Do this exercise where you freewrite about the book you would write. (“Writing about” is so much easier than “writing”.) Don’t just describe the plot. Try to get at the feeling of it too, the mood and atmosphere. Be fanciful. You won’t have to abide by this, it’s just an exercise. Think about this too: imagine you are browsing in a bookstore or library, reading flap copy. You’ve had this happen before, you read flap copy that makes your heartbeat speed up, your mind brightens. This book is what you want, it is full of things you love, that fascinate you. You can’t wait to read it. What are those things? Come up with your own ideas that will speed up your heart and brighten your mind.Only one novel of mine was written at all under this sort of sign - The Explosionist. My first novel was the book I felt compelled to write rather than the book I felt huge desire to read, and it was a strange and exciting feeling when I realized - after perusing the shelves of the Bank Street Bookstore to see whether anything else had come out that could reproduce the thrill for me of Philip Pullman's His Dark Materials trilogy and Garth Nix's Abhorsen books - that if the book I most wanted to read didn't yet exist, I had to write it!

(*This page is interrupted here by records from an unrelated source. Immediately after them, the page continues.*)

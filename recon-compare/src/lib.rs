//! Field-level comparison of same-keyed records.
//!
//! A [`FieldComparator`] flattens both records into leaf paths, drops the
//! paths the schema ignores, and decides equality per path:
//!
//! 1. a custom predicate registered for the exact path, if any;
//! 2. for two numbers, rounding (half-up by default, or truncation) to the
//!    path's decimal precision, compared as fixed-scale strings;
//! 3. otherwise exact equality (absent equals absent).
//!
//! Every unequal path yields one `VALUE_MISMATCH` [`recon_types::Difference`].
//!
//! # Example
//!
//! ```
//! use recon_compare::{FieldComparator, SchemaPolicy};
//! use recon_types::Record;
//!
//! let policy = SchemaPolicy::keyed_by("id").with_precision("price", 2);
//! let comparator = FieldComparator::new(policy);
//!
//! let left = Record::new().with("id", "A").with("price", 10.0);
//! let right = Record::new().with("id", "A").with("price", 10.001);
//! assert!(comparator.compare(&left, &right).unwrap().is_empty());
//! ```

mod comparator;
mod error;
mod flatten;
pub mod numeric;
mod policy;

pub use comparator::FieldComparator;
pub use error::{CompareError, CompareResult};
pub use flatten::{flatten, flatten_excluding, FlatRecord};
pub use numeric::Rounding;
pub use policy::{
    FieldPredicate, PolicyConfig, PrecisionFn, PrimaryKeyFn, SchemaPolicy, DEFAULT_PRECISION,
};
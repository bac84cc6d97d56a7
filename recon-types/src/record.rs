//! Generic structured records.
//!
//! A [`Record`] is a tagged tree: every named field is either a scalar
//! [`Value`] or a nested [`Record`]. Decoders for concrete wire formats build
//! records explicitly or go through the JSON adapter ([`Record::from_json`]),
//! so flattening and comparison never depend on runtime reflection.

use crate::{Error, Result, Value};
use rust_decimal::Decimal;
use serde::{Deserialize, Serialize};
use std::str::FromStr;

/// One field of a record.
#[derive(Debug, Clone, PartialEq, Serialize, Deserialize)]
#[serde(tag = "kind", content = "value", rename_all = "snake_case")]
pub enum Field {
    Scalar(Value),
    Nested(Record),
}

impl Field {
    /// Returns the scalar value, if this is a leaf.
    #[must_use]
    pub fn as_scalar(&self) -> Option<&Value> {
        match self {
            Field::Scalar(v) => Some(v),
            Field::Nested(_) => None,
        }
    }

    /// Returns the nested record, if this is a branch.
    #[must_use]
    pub fn as_record(&self) -> Option<&Record> {
        match self {
            Field::Scalar(_) => None,
            Field::Nested(r) => Some(r),
        }
    }
}

impl From<Record> for Field {
    fn from(r: Record) -> Self {
        Field::Nested(r)
    }
}

macro_rules! scalar_field_from {
    ($($t:ty),* $(,)?) => {
        $(
            impl From<$t> for Field {
                fn from(v: $t) -> Self {
                    Field::Scalar(Value::from(v))
                }
            }
        )*
    };
}

scalar_field_from!(Value, &str, String, bool, i32, i64, f64, Decimal);

/// A structured record with insertion-ordered named fields.
///
/// Field order is the declaration order and drives the enumeration order of
/// flattening and of emitted differences.
#[derive(Debug, Clone, PartialEq, Default, Serialize, Deserialize)]
pub struct Record {
    fields: Vec<(String, Field)>,
}

impl Record {
    /// Creates an empty record.
    #[must_use]
    pub fn new() -> Self {
        Self::default()
    }

    /// Builder form of [`Record::set`].
    #[must_use]
    pub fn with(mut self, name: impl Into<String>, field: impl Into<Field>) -> Self {
        self.set(name, field);
        self
    }

    /// Sets a field. An existing field with the same name is replaced in
    /// place, keeping its position.
    pub fn set(&mut self, name: impl Into<String>, field: impl Into<Field>) {
        let name = name.into();
        let field = field.into();
        match self.fields.iter_mut().find(|(n, _)| *n == name) {
            Some(slot) => slot.1 = field,
            None => self.fields.push((name, field)),
        }
    }

    /// Removes a field, returning it if present.
    pub fn remove(&mut self, name: &str) -> Option<Field> {
        let idx = self.fields.iter().position(|(n, _)| n == name)?;
        Some(self.fields.remove(idx).1)
    }

    /// Looks up a top-level field.
    #[must_use]
    pub fn get(&self, name: &str) -> Option<&Field> {
        self.fields.iter().find(|(n, _)| n == name).map(|(_, f)| f)
    }

    /// Looks up a top-level scalar.
    #[must_use]
    pub fn scalar(&self, name: &str) -> Option<&Value> {
        self.get(name).and_then(Field::as_scalar)
    }

    /// Resolves a dotted path such as `details.region`.
    #[must_use]
    pub fn get_path(&self, path: &str) -> Option<&Field> {
        let mut segments = path.split('.');
        let mut current = self.get(segments.next()?)?;
        for segment in segments {
            current = current.as_record()?.get(segment)?;
        }
        Some(current)
    }

    /// Iterates over fields in declaration order.
    pub fn fields(&self) -> impl Iterator<Item = (&str, &Field)> {
        self.fields.iter().map(|(n, f)| (n.as_str(), f))
    }

    /// Number of top-level fields.
    #[must_use]
    pub fn len(&self) -> usize {
        self.fields.len()
    }

    #[must_use]
    pub fn is_empty(&self) -> bool {
        self.fields.is_empty()
    }

    // ── JSON adapter ─────────────────────────────────────────────

    /// Builds a record from a JSON object.
    ///
    /// `null` maps to [`Value::Absent`], integers that fit `i64` to `Int`,
    /// other numbers to `Decimal` with the scale they were written with
    /// (`10.00` stays `10.00`), and numbers no decimal can hold to `Float`.
    /// Objects become nested records and arrays nested records keyed by
    /// index. Object members keep the order the JSON map yields, which is
    /// sorted by key.
    pub fn from_json(json: &serde_json::Value) -> Result<Self> {
        match json {
            serde_json::Value::Object(map) => Ok(Self::from_object(map)),
            other => Err(Error::NotAnObject(json_kind(other))),
        }
    }

    /// Parses a JSON document and builds a record from it.
    pub fn from_json_str(s: &str) -> Result<Self> {
        let json: serde_json::Value = serde_json::from_str(s)?;
        Self::from_json(&json)
    }

    fn from_object(map: &serde_json::Map<String, serde_json::Value>) -> Self {
        let fields = map
            .iter()
            .map(|(name, v)| (name.clone(), field_from_json(v)))
            .collect();
        Self { fields }
    }

    /// Renders the record as JSON.
    ///
    /// `Decimal` leaves are rendered as numbers written with their scale.
    #[must_use]
    pub fn to_json(&self) -> serde_json::Value {
        let map = self
            .fields
            .iter()
            .map(|(name, field)| (name.clone(), field_to_json(field)))
            .collect();
        serde_json::Value::Object(map)
    }
}

fn field_from_json(json: &serde_json::Value) -> Field {
    match json {
        serde_json::Value::Null => Field::Scalar(Value::Absent),
        serde_json::Value::Bool(b) => Field::Scalar(Value::Bool(*b)),
        serde_json::Value::Number(n) => Field::Scalar(number_from_json(n)),
        serde_json::Value::String(s) => Field::Scalar(Value::Str(s.clone())),
        serde_json::Value::Array(items) => {
            let fields = items
                .iter()
                .enumerate()
                .map(|(i, v)| (i.to_string(), field_from_json(v)))
                .collect();
            Field::Nested(Record { fields })
        }
        serde_json::Value::Object(map) => Field::Nested(Record::from_object(map)),
    }
}

fn number_from_json(n: &serde_json::Number) -> Value {
    if let Some(i) = n.as_i64() {
        return Value::Int(i);
    }
    let text = n.to_string();
    match Decimal::from_str(&text).or_else(|_| Decimal::from_scientific(&text)) {
        Ok(d) => Value::Decimal(d),
        Err(_) => n.as_f64().map_or(Value::Absent, Value::Float),
    }
}

fn field_to_json(field: &Field) -> serde_json::Value {
    match field {
        Field::Nested(r) => r.to_json(),
        Field::Scalar(v) => match v {
            Value::Absent => serde_json::Value::Null,
            Value::Str(s) => serde_json::Value::String(s.clone()),
            Value::Bool(b) => serde_json::Value::Bool(*b),
            Value::Int(i) => serde_json::Value::from(*i),
            Value::Float(x) => serde_json::Number::from_f64(*x)
                .map_or_else(|| serde_json::Value::String(x.to_string()), serde_json::Value::Number),
            Value::Decimal(d) => {
                let text = d.to_string();
                serde_json::Number::from_str(&text)
                    .map_or(serde_json::Value::String(text), serde_json::Value::Number)
            }
        },
    }
}

fn json_kind(json: &serde_json::Value) -> &'static str {
    match json {
        serde_json::Value::Null => "null",
        serde_json::Value::Bool(_) => "bool",
        serde_json::Value::Number(_) => "number",
        serde_json::Value::String(_) => "string",
        serde_json::Value::Array(_) => "array",
        serde_json::Value::Object(_) => "object",
    }
}
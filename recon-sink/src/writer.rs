use crate::error::{SinkError, SinkResult};
use crate::report::{format_line, REPORT_HEADER};
use recon_types::Difference;
use std::path::{Path, PathBuf};
use tokio::fs::{self, File, OpenOptions};
use tokio::io::AsyncWriteExt;

/// Append-only report file. Every line is flushed as soon as it is written.
pub(crate) struct ReportWriter {
    path: PathBuf,
    file: File,
}

impl ReportWriter {
    /// Opens (or creates) the report at `dir/file_name`. The header is
    /// written only when the file is new or empty, so a restarted writer
    /// keeps appending to the same report.
    pub(crate) async fn open(dir: &Path, file_name: &str) -> SinkResult<Self> {
        fs::create_dir_all(dir)
            .await
            .map_err(|e| SinkError::io(dir, e))?;
        let path = dir.join(file_name);
        let mut file = OpenOptions::new()
            .create(true)
            .append(true)
            .open(&path)
            .await
            .map_err(|e| SinkError::io(&path, e))?;
        let existing = file
            .metadata()
            .await
            .map_err(|e| SinkError::io(&path, e))?
            .len();

        let mut writer = Self { path, file };
        if existing == 0 {
            writer.write_line(REPORT_HEADER).await?;
        }
        Ok(writer)
    }

    pub(crate) async fn write(&mut self, diff: &Difference) -> SinkResult<()> {
        self.write_line(&format_line(diff)?).await
    }

    pub(crate) fn path(&self) -> &Path {
        &self.path
    }

    async fn write_line(&mut self, line: &str) -> SinkResult<()> {
        let mut buf = String::with_capacity(line.len() + 1);
        buf.push_str(line);
        buf.push('\n');
        self.file
            .write_all(buf.as_bytes())
            .await
            .map_err(|e| SinkError::io(&self.path, e))?;
        self.file
            .flush()
            .await
            .map_err(|e| SinkError::io(&self.path, e))
    }
}
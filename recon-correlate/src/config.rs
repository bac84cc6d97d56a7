use serde::{Deserialize, Serialize};
use std::time::Duration;

/// How a correlation run ends.
#[derive(Debug, Clone, Copy, PartialEq, Eq, Default, Serialize, Deserialize)]
#[serde(rename_all = "snake_case")]
pub enum CorrelationMode {
    /// Ends after `idle_timeout` without data (or when both sources
    /// close); side-1 leftovers are reported as missing rows.
    #[default]
    Batch,
    /// Runs until cancelled; leftovers are never reported as missing
    /// while running.
    Streaming,
}

/// What happens when a side delivers a key that is already pending on
/// that same side.
#[derive(Debug, Clone, Copy, PartialEq, Eq, Default, Serialize, Deserialize)]
#[serde(rename_all = "snake_case")]
pub enum SupersededPolicy {
    /// The newer record replaces the pending one.
    #[default]
    LatestWins,
    /// Every version is kept and matched first-in first-out.
    RetainAll,
}

/// Configuration for a correlation run.
#[derive(Debug, Clone, PartialEq, Eq, Serialize, Deserialize)]
#[serde(default)]
pub struct CorrelationConfig {
    pub mode: CorrelationMode,
    /// Batch mode: end the run after this long without a record (ms).
    pub idle_timeout_ms: u64,
    /// Sleep between cycles in which neither source had data (ms).
    pub backoff_ms: u64,
    /// Batch mode: also report side-2 leftovers as missing rows.
    pub flush_side2_on_timeout: bool,
    /// Report leftovers of both sides as missing rows when cancelled,
    /// instead of discarding them.
    pub flush_on_cancel: bool,
    pub superseded: SupersededPolicy,
    /// Warn once the pending records of both sides exceed this many.
    pub pending_warn_threshold: usize,
}

impl Default for CorrelationConfig {
    fn default() -> Self {
        Self {
            mode: CorrelationMode::Batch,
            idle_timeout_ms: 60_000,
            backoff_ms: 200,
            flush_side2_on_timeout: false,
            flush_on_cancel: false,
            superseded: SupersededPolicy::LatestWins,
            pending_warn_threshold: 100_000,
        }
    }
}

impl CorrelationConfig {
    /// Batch mode with the given idle timeout.
    #[must_use]
    pub fn batch(idle_timeout_ms: u64) -> Self {
        Self {
            mode: CorrelationMode::Batch,
            idle_timeout_ms,
            ..Self::default()
        }
    }

    #[must_use]
    pub fn streaming() -> Self {
        Self {
            mode: CorrelationMode::Streaming,
            ..Self::default()
        }
    }

    #[must_use]
    pub fn with_backoff_ms(mut self, ms: u64) -> Self {
        self.backoff_ms = ms;
        self
    }

    #[must_use]
    pub fn with_flush_side2(mut self, flush: bool) -> Self {
        self.flush_side2_on_timeout = flush;
        self
    }

    #[must_use]
    pub fn with_flush_on_cancel(mut self, flush: bool) -> Self {
        self.flush_on_cancel = flush;
        self
    }

    #[must_use]
    pub fn with_superseded(mut self, policy: SupersededPolicy) -> Self {
        self.superseded = policy;
        self
    }

    #[must_use]
    pub fn with_pending_warn_threshold(mut self, threshold: usize) -> Self {
        self.pending_warn_threshold = threshold;
        self
    }

    pub fn idle_timeout(&self) -> Duration {
        Duration::from_millis(self.idle_timeout_ms)
    }

    pub fn backoff(&self) -> Duration {
        Duration::from_millis(self.backoff_ms)
    }
}
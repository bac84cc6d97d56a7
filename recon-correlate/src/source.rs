//! Record sources.
//!
//! A [`RecordSource`] is polled once per correlation cycle. "Nothing right
//! now" ([`Pull::Empty`]) and "nothing ever again" ([`Pull::Closed`]) are
//! distinct answers; errors are fatal for the run that polled them.

use crate::error::SourceResult;
use async_trait::async_trait;
use recon_types::Record;
use std::time::Duration;
use tokio::sync::mpsc::{self, error::TryRecvError};
use tokio::time::timeout;

/// Result of one poll.
#[derive(Debug, Clone, PartialEq)]
pub enum Pull {
    Record(Record),
    /// No record available now; the source may deliver later.
    Empty,
    /// End of stream.
    Closed,
}

/// One side's supply of records.
#[async_trait]
pub trait RecordSource: Send {
    /// Pulls at most one record. Implementations must not block for long;
    /// a short bounded wait is acceptable.
    async fn try_pull(&mut self) -> SourceResult<Pull>;
}

#[async_trait]
impl<S: RecordSource + ?Sized> RecordSource for Box<S> {
    async fn try_pull(&mut self) -> SourceResult<Pull> {
        (**self).try_pull().await
    }
}

enum Receiver {
    Unbounded(mpsc::UnboundedReceiver<Record>),
    Bounded(mpsc::Receiver<Record>),
}

/// Source fed through a tokio channel. The stream closes when every
/// sender is dropped.
pub struct ChannelSource {
    rx: Receiver,
    poll_timeout: Option<Duration>,
}

impl ChannelSource {
    /// Unbounded channel: producers never wait.
    pub fn unbounded() -> (mpsc::UnboundedSender<Record>, Self) {
        let (tx, rx) = mpsc::unbounded_channel();
        (tx, Self::from_receiver(Receiver::Unbounded(rx)))
    }

    /// Bounded channel: producers wait once `capacity` records are
    /// buffered, which pushes back on a side that runs ahead.
    pub fn bounded(capacity: usize) -> (mpsc::Sender<Record>, Self) {
        let (tx, rx) = mpsc::channel(capacity.max(1));
        (tx, Self::from_receiver(Receiver::Bounded(rx)))
    }

    fn from_receiver(rx: Receiver) -> Self {
        Self {
            rx,
            poll_timeout: None,
        }
    }

    /// Waits up to `wait` for a record on each pull instead of returning
    /// immediately.
    #[must_use]
    pub fn with_poll_timeout(mut self, wait: Duration) -> Self {
        self.poll_timeout = Some(wait);
        self
    }

    fn try_recv(&mut self) -> Pull {
        let result = match &mut self.rx {
            Receiver::Unbounded(rx) => rx.try_recv(),
            Receiver::Bounded(rx) => rx.try_recv(),
        };
        match result {
            Ok(record) => Pull::Record(record),
            Err(TryRecvError::Empty) => Pull::Empty,
            Err(TryRecvError::Disconnected) => Pull::Closed,
        }
    }

    async fn recv_within(&mut self, wait: Duration) -> Pull {
        let received = match &mut self.rx {
            Receiver::Unbounded(rx) => timeout(wait, rx.recv()).await,
            Receiver::Bounded(rx) => timeout(wait, rx.recv()).await,
        };
        match received {
            Ok(Some(record)) => Pull::Record(record),
            Ok(None) => Pull::Closed,
            Err(_) => Pull::Empty,
        }
    }
}

#[async_trait]
impl RecordSource for ChannelSource {
    async fn try_pull(&mut self) -> SourceResult<Pull> {
        Ok(match self.poll_timeout {
            Some(wait) => self.recv_within(wait).await,
            None => self.try_recv(),
        })
    }
}

/// Scripted source for tests.
pub mod mock {
    use super::*;
    use crate::error::SourceError;
    use std::collections::VecDeque;

    enum Step {
        Pull(Pull),
        Fail(String),
        Panic(String),
    }

    /// Replays a fixed script of pulls, then reports [`Pull::Empty`]
    /// forever (or [`Pull::Closed`] after [`ScriptedSource::then_close`]).
    pub struct ScriptedSource {
        script: VecDeque<Step>,
        close_when_done: bool,
        pulls: usize,
    }

    impl ScriptedSource {
        pub fn new() -> Self {
            Self {
                script: VecDeque::new(),
                close_when_done: false,
                pulls: 0,
            }
        }

        /// A source that delivers `records` on consecutive pulls.
        pub fn records(records: impl IntoIterator<Item = Record>) -> Self {
            records.into_iter().fold(Self::new(), Self::record)
        }

        #[must_use]
        pub fn record(mut self, record: Record) -> Self {
            self.script.push_back(Step::Pull(Pull::Record(record)));
            self
        }

        /// `n` pulls that find nothing.
        #[must_use]
        pub fn empty(mut self, n: usize) -> Self {
            self.script
                .extend(std::iter::repeat_with(|| Step::Pull(Pull::Empty)).take(n));
            self
        }

        #[must_use]
        pub fn fail(mut self, message: impl Into<String>) -> Self {
            self.script.push_back(Step::Fail(message.into()));
            self
        }

        #[must_use]
        pub fn panic(mut self, message: impl Into<String>) -> Self {
            self.script.push_back(Step::Panic(message.into()));
            self
        }

        #[must_use]
        pub fn then_close(mut self) -> Self {
            self.close_when_done = true;
            self
        }

        /// Number of pulls served so far.
        pub fn pulls(&self) -> usize {
            self.pulls
        }
    }

    impl Default for ScriptedSource {
        fn default() -> Self {
            Self::new()
        }
    }

    #[async_trait]
    impl RecordSource for ScriptedSource {
        async fn try_pull(&mut self) -> SourceResult<Pull> {
            self.pulls += 1;
            match self.script.pop_front() {
                Some(Step::Pull(pull)) => Ok(pull),
                Some(Step::Fail(message)) => Err(SourceError::Failed(message)),
                Some(Step::Panic(message)) => panic!("{message}"),
                None if self.close_when_done => Ok(Pull::Closed),
                None => Ok(Pull::Empty),
            }
        }
    }
}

The new novel has not been written under exactly that sign - it was more a compulsion to tell a story that would capture some of the intellectual charisma of the theory and practice of role-playing games, plus longterm desire to write something that reimagines The Bacchae. Then when I was revising, I kept on saying to myself, "I just need to make this world as much a one that readers want to enter as I feel about the world of Fringe...."
What a good exercise! Thanks for posting it.